Under this act, direct family members may be able to receive up to a 30% tax credit on their expenses that are related to caregiving costs (after the initial costs go over $2000 for the year). This credit can provide up to $3000 per year in income from tax credits for eligible individuals. This is an effective way to regain some of the money spent on medical care and caregiving expenses that were expanded throughout the year.
Who Qualifies for Indirect Payments via Tax Credits as a Relative Caregiver?
In order to qualify to receive tax credit as a caregiver of a family member, you must meet some requirements. Here are some of the qualifications you must fulfill:
· You must make at least $7500 per year in taxable income at the time that you apply for the tax credit.
· You need to have accurately recorded your expenditures in relation to caregiving costs.
· The individual you are caring for must be filed for as a dependent and also must be a direct family member (this includes children, parents, siblings, and spouses).
· Both you and your dependent must be legal U.S. residents or citizens.
· The dependent may not make more than the tax year’s cutoff amount (which was $4200 in 2019).

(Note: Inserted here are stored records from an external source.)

use std::path::PathBuf;
use thiserror::Error;
use uuid::Uuid;

/// Errors that can occur during snapshot storage operations.
#[derive(Debug, Error)]
pub enum StorageError {
    #[error("Snapshot not found: {0}")]
    SnapshotNotFound(Uuid),

    #[error("IO error at {path}: {source}")]
    Io {
        path: PathBuf,
        #[source]
        source: std::io::Error,
    },

    #[error("JSON serialization error: {0}")]
    Json(#[from] serde_json::Error),
}

impl StorageError {
    pub fn io(path: impl Into<PathBuf>, source: std::io::Error) -> Self {
        StorageError::Io {
            path: path.into(),
            source,
        }
    }
}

· Your family member must live with you in the same residence (for the whole year) and you must be responsible for paying at least 50% of their living expenses.
· You (the caregiver) are not a dependent on someone else’s tax return.
It’s important to note that not all expenses related to caregiving are deductible. There is a list of deductions that can be found at this link, which include the following:
· Cost of physical therapy
· Eyeglasses costs
· Prescription medication costs
· Costs related to transportation to and from medical appointments
· Acupuncture and qualifying alternative healthcare costs
· Home improvements to accommodate disabilities
How to Receive Tax Credits as a Relative Caregiver
When claiming a deduction for “other dependents” on your tax return, it’s best to seek out the guidance and support of an experienced accountant who can help you ensure that you get the maximum deductions possible and that you are following all the rules.